Massey University's School of Health Sciences professor Andy Towers said, "Baby boomers worldwide are drinking more than previous generations of older adults and many are drinking at harmful levels.
"We need to take action now to cut the rate of hazardous drinking in this group, maintain their health and reduce reliance on care."
Research found that older drinkers present a unique set of challenges, particularly for clinicians and health professionals, due to higher physiological sensitivity to alcohol; more co-morbid health conditions; the use of medicines which alcohol can interfere with; a higher risk of alcohol-linked mental health issues; and a greater likelihood of alcohol-related injuries and death.
Research also found that, despite seeing their GPs frequently, many older drinkers are falling through the cracks as health professionals often lacked specific training on how to identify key risks for older drinkers, as well as the use of inappropriate tools which neglect key health-related risk factors.

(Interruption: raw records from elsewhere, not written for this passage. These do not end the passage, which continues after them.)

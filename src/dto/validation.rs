//! Validation helpers for DTOs.

use validator::ValidationError;

/// Longest display name accepted, in characters.
pub const MAX_NAME_CHARS: usize = 20;
/// Length of a room code.
pub const ROOM_CODE_LEN: usize = 6;

/// Validates that a display name holds 1 to [`MAX_NAME_CHARS`] characters once trimmed.
///
/// # Examples
///
/// ```ignore
/// validate_player_name("  Aki ")      // Ok
/// validate_player_name("   ")         // Err - blank
/// validate_player_name(&"x".repeat(21)) // Err - too long
/// ```
pub fn validate_player_name(name: &str) -> Result<(), ValidationError> {
    let count = name.trim().chars().count();
    if count == 0 {
        let mut err = ValidationError::new("name_blank");
        err.message = Some("Name must not be blank".into());
        return Err(err);
    }

    if count > MAX_NAME_CHARS {
        let mut err = ValidationError::new("name_length");
        err.message = Some(
            format!("Name must be at most {MAX_NAME_CHARS} characters (got {count})").into(),
        );
        return Err(err);
    }

    Ok(())
}

/// Validates that a room code is [`ROOM_CODE_LEN`] ASCII alphanumerics once trimmed.
///
/// Case is not checked; codes are upper-cased before lookup.
pub fn validate_room_code(code: &str) -> Result<(), ValidationError> {
    let code = code.trim();
    if code.len() != ROOM_CODE_LEN || !code.chars().all(|c| c.is_ascii_alphanumeric()) {
        let mut err = ValidationError::new("room_code_format");
        err.message =
            Some(format!("Room code must be {ROOM_CODE_LEN} letters or digits").into());
        return Err(err);
    }

    Ok(())
}

/// Trim and upper-case a room code taken from a path or a body.
pub fn normalize_room_code(code: &str) -> String {
    code.trim().to_ascii_uppercase()
}
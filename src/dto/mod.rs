use std::time::SystemTime;
use time::{OffsetDateTime, format_description::well_known::Rfc3339};

pub mod action;
pub mod health;
pub mod room;
pub mod snapshot;
pub mod sse;
pub mod validation;

fn format_system_time(time: SystemTime) -> String {
    OffsetDateTime::from(time)
        .format(&Rfc3339)
        .unwrap_or_else(|_| "invalid-timestamp".into())
}
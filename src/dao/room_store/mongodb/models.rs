use std::time::SystemTime;

use mongodb::bson::{DateTime, Document, doc};
use serde::{Deserialize, Serialize};
use uuid::Uuid;

use super::error::MongoDaoError;
use crate::dao::models::{
    GuessEntity, PlayerEntity, RoomEntity, RoundEntity, VerificationEntity,
};
use crate::state::state_machine::RoomPhase;

#[derive(Debug, Clone, Serialize, Deserialize)]
pub struct MongoRoomDocument {
    #[serde(rename = "_id")]
    code: String,
    phase: RoomPhase,
    current_round: i64,
    asker_player_id: Option<Uuid>,
    current_guess_rank: Option<i32>,
    #[serde(default)]
    gui_mode: bool,
    verification: VerificationEntity,
    #[serde(default)]
    premium: bool,
    players: Vec<MongoPlayerDocument>,
    rounds: Vec<RoundEntity>,
    version: i64,
    created_at: DateTime,
    updated_at: DateTime,
}

/// Player inside a room document. The id is stored as text so presence updates can match on it.
#[derive(Debug, Clone, Serialize, Deserialize)]
struct MongoPlayerDocument {
    id: String,
    name: String,
    is_host: bool,
    joined_at: DateTime,
    last_seen: DateTime,
}

impl From<RoomEntity> for MongoRoomDocument {
    fn from(value: RoomEntity) -> Self {
        Self {
            code: value.code,
            phase: value.phase,
            current_round: i64::from(value.current_round),
            asker_player_id: value.asker_player_id,
            current_guess_rank: value.current_guess_rank.map(i32::from),
            gui_mode: value.gui_mode,
            verification: value.verification,
            premium: value.premium,
            players: value.players.into_iter().map(Into::into).collect(),
            rounds: value.rounds,
            version: version_to_i64(value.version),
            created_at: DateTime::from_system_time(value.created_at),
            updated_at: DateTime::from_system_time(value.updated_at),
        }
    }
}

impl TryFrom<MongoRoomDocument> for RoomEntity {
    type Error = MongoDaoError;

    fn try_from(value: MongoRoomDocument) -> Result<Self, Self::Error> {
        let corrupt = |reason: &str| MongoDaoError::CorruptDocument {
            code: value.code.clone(),
            reason: reason.to_owned(),
        };
        let current_round =
            u32::try_from(value.current_round).map_err(|_| corrupt("current_round out of range"))?;
        let current_guess_rank = value
            .current_guess_rank
            .map(u8::try_from)
            .transpose()
            .map_err(|_| corrupt("current_guess_rank out of range"))?;
        let version = u64::try_from(value.version).map_err(|_| corrupt("negative version"))?;
        let players = value
            .players
            .iter()
            .cloned()
            .map(PlayerEntity::try_from)
            .collect::<Result<Vec<_>, _>>()
            .map_err(|_| corrupt("player id is not a uuid"))?;

        Ok(Self {
            code: value.code,
            phase: value.phase,
            current_round,
            asker_player_id: value.asker_player_id,
            current_guess_rank,
            gui_mode: value.gui_mode,
            verification: value.verification,
            premium: value.premium,
            players,
            rounds: value.rounds,
            version,
            created_at: value.created_at.to_system_time(),
            updated_at: value.updated_at.to_system_time(),
        })
    }
}

impl From<PlayerEntity> for MongoPlayerDocument {
    fn from(value: PlayerEntity) -> Self {
        Self {
            id: value.id.to_string(),
            name: value.name,
            is_host: value.is_host,
            joined_at: DateTime::from_system_time(value.joined_at),
            last_seen: DateTime::from_system_time(value.last_seen),
        }
    }
}

impl TryFrom<MongoPlayerDocument> for PlayerEntity {
    type Error = uuid::Error;

    fn try_from(value: MongoPlayerDocument) -> Result<Self, Self::Error> {
        Ok(Self {
            id: Uuid::parse_str(&value.id)?,
            name: value.name,
            is_host: value.is_host,
            joined_at: value.joined_at.to_system_time(),
            last_seen: value.last_seen.to_system_time(),
        })
    }
}

/// Guess ledger row. The player id is stored as text so the unique key is easy to filter on.
#[derive(Debug, Clone, Serialize, Deserialize)]
pub struct MongoGuessDocument {
    room_code: String,
    round_no: i64,
    player_id: String,
    guess_rank: i32,
    guess_top1: String,
    submitted_at: DateTime,
}

impl MongoGuessDocument {
    /// Filter matching this row's unique key.
    pub fn key_filter(&self) -> Document {
        doc! {
            "room_code": &self.room_code,
            "round_no": self.round_no,
            "player_id": &self.player_id,
            "guess_rank": self.guess_rank,
        }
    }
}

impl From<GuessEntity> for MongoGuessDocument {
    fn from(value: GuessEntity) -> Self {
        Self {
            room_code: value.room_code,
            round_no: i64::from(value.round_no),
            player_id: value.player_id.to_string(),
            guess_rank: i32::from(value.guess_rank),
            guess_top1: value.guess_top1,
            submitted_at: DateTime::from_system_time(value.submitted_at),
        }
    }
}

impl TryFrom<MongoGuessDocument> for GuessEntity {
    type Error = MongoDaoError;

    fn try_from(value: MongoGuessDocument) -> Result<Self, Self::Error> {
        let corrupt = |reason: &str| MongoDaoError::CorruptDocument {
            code: value.room_code.clone(),
            reason: reason.to_owned(),
        };
        let round_no = u32::try_from(value.round_no).map_err(|_| corrupt("guess round out of range"))?;
        let guess_rank =
            u8::try_from(value.guess_rank).map_err(|_| corrupt("guess rank out of range"))?;
        let player_id =
            Uuid::parse_str(&value.player_id).map_err(|_| corrupt("guess player id is not a uuid"))?;

        Ok(Self {
            room_code: value.room_code,
            round_no,
            player_id,
            guess_rank,
            guess_top1: value.guess_top1,
            submitted_at: value.submitted_at.to_system_time(),
        })
    }
}

/// Stored versions are signed; rooms never get anywhere near the limit.
pub fn version_to_i64(version: u64) -> i64 {
    i64::try_from(version).unwrap_or(i64::MAX)
}

pub fn doc_code(code: &str) -> Document {
    doc! { "_id": code }
}
use utoipa::OpenApi;

#[derive(OpenApi)]
/// Aggregated OpenAPI specification for Guesso Back.
#[openapi(
    paths(
        crate::routes::health::healthcheck,
        crate::routes::room::create_room,
        crate::routes::room::join_room,
        crate::routes::room::apply_action,
        crate::routes::room::room_state,
        crate::routes::room::grant_entitlement,
        crate::routes::sse::room_events,
        crate::routes::verification::confirm_verification,
    ),
    components(
        schemas(
            crate::dto::health::HealthResponse,
            crate::dto::health::HealthStatus,
            crate::dto::room::CreateRoomRequest,
            crate::dto::room::JoinRoomRequest,
            crate::dto::room::RoomTicket,
            crate::dto::room::EntitlementRequest,
            crate::dto::room::VerificationRequest,
            crate::dto::room::VerificationResponse,
            crate::dto::action::ActionRequest,
            crate::dto::action::ActionResponse,
            crate::dto::snapshot::StateResponse,
            crate::dto::snapshot::RoomSnapshot,
            crate::dto::sse::RoomVersionEvent,
            crate::state::state_machine::RoomAction,
            crate::state::state_machine::RoomPhase,
        )
    ),
    tags(
        (name = "health", description = "Health check endpoints"),
        (name = "room", description = "Room lifecycle, actions and state polling"),
        (name = "sse", description = "Server-sent events streams"),
        (name = "verification", description = "Verification channel hook"),
    )
)]
pub struct ApiDoc;
use std::fmt;

use serde::{Deserialize, Serialize};
use thiserror::Error;
use utoipa::ToSchema;

use crate::state::transitions::Transition;

/// Phases a room moves through during a game.
#[derive(Debug, Clone, Copy, PartialEq, Eq, Hash, Serialize, Deserialize, ToSchema)]
#[serde(rename_all = "SCREAMING_SNAKE_CASE")]
pub enum RoomPhase {
    /// Lobby: players are joining.
    WaitingPlayers,
    /// Host picks the theme for the round.
    SelectTheme,
    /// Host designates the asker.
    SelectAsker,
    /// Asker picks which players are ranked (person-rank themes only).
    SelectTargets,
    /// Asker privately submits the ranking.
    AskerRanking,
    /// The hint rank is shown before guessing starts.
    RevealMiddle,
    /// Guessers submit their guess for the active rank.
    GuessingOpen,
    /// Submissions for the active rank are closed.
    GuessingClosed,
    /// The active rank and everyone's guesses are shown.
    ResultRevealed,
    /// End-of-round scoreboard.
    RoundSummary,
}

impl RoomPhase {
    /// Every phase, in game order.
    pub const ALL: [RoomPhase; 10] = [
        RoomPhase::WaitingPlayers,
        RoomPhase::SelectTheme,
        RoomPhase::SelectAsker,
        RoomPhase::SelectTargets,
        RoomPhase::AskerRanking,
        RoomPhase::RevealMiddle,
        RoomPhase::GuessingOpen,
        RoomPhase::GuessingClosed,
        RoomPhase::ResultRevealed,
        RoomPhase::RoundSummary,
    ];

    /// Wire name of the phase.
    pub fn as_str(self) -> &'static str {
        match self {
            RoomPhase::WaitingPlayers => "WAITING_PLAYERS",
            RoomPhase::SelectTheme => "SELECT_THEME",
            RoomPhase::SelectAsker => "SELECT_ASKER",
            RoomPhase::SelectTargets => "SELECT_TARGETS",
            RoomPhase::AskerRanking => "ASKER_RANKING",
            RoomPhase::RevealMiddle => "REVEAL_MIDDLE",
            RoomPhase::GuessingOpen => "GUESSING_OPEN",
            RoomPhase::GuessingClosed => "GUESSING_CLOSED",
            RoomPhase::ResultRevealed => "RESULT_REVEALED",
            RoomPhase::RoundSummary => "ROUND_SUMMARY",
        }
    }

    /// Whether the submitted ranking is (partially) disclosed in this phase.
    pub fn discloses_ranking(self) -> bool {
        matches!(
            self,
            RoomPhase::RevealMiddle
                | RoomPhase::GuessingOpen
                | RoomPhase::GuessingClosed
                | RoomPhase::ResultRevealed
                | RoomPhase::RoundSummary
        )
    }
}

impl fmt::Display for RoomPhase {
    fn fmt(&self, f: &mut fmt::Formatter<'_>) -> fmt::Result {
        f.write_str(self.as_str())
    }
}

/// Mutations a player can request through the action endpoint.
#[derive(Debug, Clone, Copy, PartialEq, Eq, Hash, Serialize, Deserialize, ToSchema)]
#[serde(rename_all = "kebab-case")]
pub enum RoomAction {
    /// Leave the lobby and open round 1.
    StartGame,
    /// Pick the theme of the current round.
    SelectTheme,
    /// Designate the asker of the current round.
    SelectAsker,
    /// Pick the ranked players for a person-rank theme.
    SelectTargets,
    /// Submit the asker's secret ranking.
    SubmitRanking,
    /// Open guessing on the first rank of the sequence.
    OpenGuessing,
    /// Record (or overwrite) a guess for the active rank.
    SubmitGuess,
    /// Close submissions for the active rank.
    CloseGuess,
    /// Reveal the active rank.
    RevealResult,
    /// Move guessing to the next rank of the sequence.
    NextRank,
    /// Show the round scoreboard once the final rank is revealed.
    ShowSummary,
    /// Start the next round.
    NextRound,
    /// Abandon the round setup and pick another theme.
    BackToTheme,
    /// Remove a player from the room.
    KickPlayer,
}

impl RoomAction {
    /// Every action the dispatcher understands.
    pub const ALL: [RoomAction; 14] = [
        RoomAction::StartGame,
        RoomAction::SelectTheme,
        RoomAction::SelectAsker,
        RoomAction::SelectTargets,
        RoomAction::SubmitRanking,
        RoomAction::OpenGuessing,
        RoomAction::SubmitGuess,
        RoomAction::CloseGuess,
        RoomAction::RevealResult,
        RoomAction::NextRank,
        RoomAction::ShowSummary,
        RoomAction::NextRound,
        RoomAction::BackToTheme,
        RoomAction::KickPlayer,
    ];
}

/// Who may issue an action.
#[derive(Debug, Clone, Copy, PartialEq, Eq)]
pub enum Role {
    /// The room creator.
    Host,
    /// The asker of the current round.
    Asker,
    /// Any member except the asker.
    Guesser,
    /// Any member.
    Member,
}

/// Role facts about the player issuing an action.
#[derive(Debug, Clone, Copy, PartialEq, Eq)]
pub struct Caller {
    /// The caller created the room.
    pub is_host: bool,
    /// The caller is the asker of the current round.
    pub is_asker: bool,
}

impl Role {
    /// Whether `caller` satisfies this role requirement.
    pub fn admits(self, caller: &Caller) -> bool {
        match self {
            Role::Host => caller.is_host,
            Role::Asker => caller.is_asker,
            Role::Guesser => !caller.is_asker,
            Role::Member => true,
        }
    }

    fn describe(self) -> &'static str {
        match self {
            Role::Host => "only the host can do this",
            Role::Asker => "only the asker can do this",
            Role::Guesser => "the asker cannot guess their own ranking",
            Role::Member => "only room members can do this",
        }
    }
}

/// Phases an action may be issued from.
#[derive(Debug, Clone, Copy)]
pub enum PhaseGuard {
    /// Legal in every phase.
    Any,
    /// Legal only from the listed phases.
    OneOf(&'static [RoomPhase]),
}

impl PhaseGuard {
    /// Whether the guard admits `phase`.
    pub fn admits(&self, phase: RoomPhase) -> bool {
        match self {
            PhaseGuard::Any => true,
            PhaseGuard::OneOf(phases) => phases.contains(&phase),
        }
    }
}

/// Phases an action may lead to.
#[derive(Debug, Clone, Copy)]
pub enum PhaseTarget {
    /// The phase does not change.
    Unchanged,
    /// One of the listed phases, chosen by the action's side effect.
    OneOf(&'static [RoomPhase]),
}

impl PhaseTarget {
    /// Whether moving from `from` to `to` is allowed by this target.
    pub fn admits(&self, from: RoomPhase, to: RoomPhase) -> bool {
        match self {
            PhaseTarget::Unchanged => from == to,
            PhaseTarget::OneOf(phases) => phases.contains(&to),
        }
    }
}

/// Error returned when an action cannot be issued from the current phase.
#[derive(Debug, Clone, PartialEq, Eq, Error)]
#[error("{action:?} cannot be applied while the room is in {from}")]
pub struct InvalidTransition {
    /// Phase the room was in.
    pub from: RoomPhase,
    /// Rejected action.
    pub action: RoomAction,
}

/// Errors that can occur when planning a transition.
#[derive(Debug, Clone, PartialEq, Eq, Error)]
pub enum PlanError {
    /// The caller does not hold the role the action requires.
    #[error("{reason}")]
    Forbidden {
        /// Rejected action.
        action: RoomAction,
        /// Human readable reason.
        reason: &'static str,
    },
    /// The action is not legal from the current phase.
    #[error(transparent)]
    InvalidTransition(InvalidTransition),
}

/// Errors that can occur when applying a planned transition.
#[derive(Debug, Clone, PartialEq, Eq, Error)]
pub enum ApplyError {
    /// Phase changed since the plan was created.
    #[error("room phase changed during transition (expected {expected}, got {actual})")]
    PhaseMismatch {
        /// Phase when the plan was created.
        expected: RoomPhase,
        /// Current phase.
        actual: RoomPhase,
    },
    /// Version changed since the plan was created.
    #[error("room version changed during transition (expected {expected}, got {actual})")]
    VersionMismatch {
        /// Version when the plan was created.
        expected: u64,
        /// Current version.
        actual: u64,
    },
    /// The side effect chose a phase the table does not allow.
    #[error("{action:?} may not move the room from {from} to {to}")]
    UnexpectedTarget {
        /// Applied action.
        action: RoomAction,
        /// Phase before the transition.
        from: RoomPhase,
        /// Phase chosen by the side effect.
        to: RoomPhase,
    },
}

/// A transition that passed the role and phase guards but is not applied yet.
#[derive(Debug, Clone)]
pub struct Plan {
    /// Planned action.
    pub action: RoomAction,
    /// Phase the room is in.
    pub from: RoomPhase,
    /// Phases the side effect may choose from.
    pub to: PhaseTarget,
    /// Version the room must still have when the plan is committed.
    pub version_expected: u64,
    /// Version after applying this transition.
    pub version_next: u64,
}

/// Guarded view of a room's phase and version stamp.
#[derive(Debug, Clone, Copy, PartialEq, Eq)]
pub struct RoomStateMachine {
    phase: RoomPhase,
    version: u64,
}

impl RoomStateMachine {
    /// Wrap the persisted phase and version of a room.
    pub fn new(phase: RoomPhase, version: u64) -> Self {
        Self { phase, version }
    }

    /// Current phase.
    pub fn phase(&self) -> RoomPhase {
        self.phase
    }

    /// Current version stamp.
    pub fn version(&self) -> u64 {
        self.version
    }

    /// Check the caller's role and the current phase against `transition`.
    pub fn plan(&self, transition: &Transition, caller: &Caller) -> Result<Plan, PlanError> {
        if !transition.role.admits(caller) {
            return Err(PlanError::Forbidden {
                action: transition.action,
                reason: transition.role.describe(),
            });
        }

        if !transition.from.admits(self.phase) {
            return Err(PlanError::InvalidTransition(InvalidTransition {
                from: self.phase,
                action: transition.action,
            }));
        }

        Ok(Plan {
            action: transition.action,
            from: self.phase,
            to: transition.to,
            version_expected: self.version,
            version_next: self.version + 1,
        })
    }

    /// Apply a plan, moving to `next` and bumping the version.
    pub fn apply(&mut self, plan: &Plan, next: RoomPhase) -> Result<RoomPhase, ApplyError> {
        if self.phase != plan.from {
            return Err(ApplyError::PhaseMismatch {
                expected: plan.from,
                actual: self.phase,
            });
        }

        if self.version != plan.version_expected {
            return Err(ApplyError::VersionMismatch {
                expected: plan.version_expected,
                actual: self.version,
            });
        }

        if !plan.to.admits(plan.from, next) {
            return Err(ApplyError::UnexpectedTarget {
                action: plan.action,
                from: plan.from,
                to: next,
            });
        }

        self.phase = next;
        self.version = plan.version_next;
        Ok(self.phase)
    }
}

Dr David Newcombe, Director of the Centre for Addiction Research at the University of Auckland, said, "Many older adults and their GPs feel uncomfortable discussing alcohol use, many do not understand what a standard drink is nor what the low-risk guidelines are, and many labour under the assumption - now seriously in question - that a bit of alcohol is good for you."
Lead researcher Dr Adrienne Withall, from the School of Public Health and Community Medicine at UNSW Australia, added, "Older drinkers can be hard to engage but doctors need to do better to ensure they establish trust and rapport before asking about alcohol use.
"We need to get the message out there that older people should ideally limit their drinking to one standard drink a day with two alcohol free days per week. Unfortunately, we believe that there is no safe level of drinking for people with dementia."